Saved entries:

================================

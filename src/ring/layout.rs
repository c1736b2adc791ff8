//! Layout of the shared DMA area.
//!
//! The host allocates one DMA area per buffer session and registers it for
//! remote access; the backend addresses everything in it by offset from the
//! base address it learns in the buffer handshake.
//!
//! The first page holds the published metadata words. Each published cursor
//! that the peer polls by RDMA read is stored twice, on two separate cache
//! lines; a reader that sees the two copies disagree caught the writer
//! mid-update and re-polls (torn-read detection). Cursors written by RDMA
//! from the peer are single words.

use crate::constants::{
    CACHE_LINE_BYTES, REQUEST_RING_BYTES, RESPONSE_RING_BYTES, RING_DATA_OFFSET,
};

/// Request ring tail, published by the host producer.
pub const REQ_TAIL: usize = 0;
/// Second copy of the request tail for torn-read detection.
pub const REQ_TAIL_CHECK: usize = CACHE_LINE_BYTES;
/// Request ring head, written remotely by the backend as it claims bytes.
pub const REQ_HEAD: usize = 2 * CACHE_LINE_BYTES;
/// Response ring head, published by the host consumer.
pub const RESP_HEAD: usize = 3 * CACHE_LINE_BYTES;
/// Second copy of the response head for torn-read detection.
pub const RESP_HEAD_CHECK: usize = 4 * CACHE_LINE_BYTES;
/// Response ring transmit tail, written remotely by the backend.
pub const RESP_TAIL: usize = 5 * CACHE_LINE_BYTES;

/// Bytes of metadata the backend fetches when polling the request ring:
/// the tail word and its check copy.
pub const REQ_META_SPAN: usize = 2 * CACHE_LINE_BYTES;

/// Bytes of metadata the backend fetches when polling the response ring:
/// the head word and its check copy.
pub const RESP_META_SPAN: usize = 2 * CACHE_LINE_BYTES;

/// Offset of the request ring data region.
pub const REQ_DATA: usize = RING_DATA_OFFSET;

/// Offset of the response ring data region.
pub const RESP_DATA: usize = RING_DATA_OFFSET + REQUEST_RING_BYTES as usize;

const _: () = assert!(RESP_TAIL + CACHE_LINE_BYTES <= RING_DATA_OFFSET);
const _: () = assert!(RESP_DATA + RESPONSE_RING_BYTES as usize <= crate::constants::DMA_AREA_BYTES);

================================

Task instructions
Which lines of the data contain the string "buffer"? Copy each one.

Task result
//! The host allocates one DMA area per buffer session and registers it for
//! base address it learns in the buffer handshake.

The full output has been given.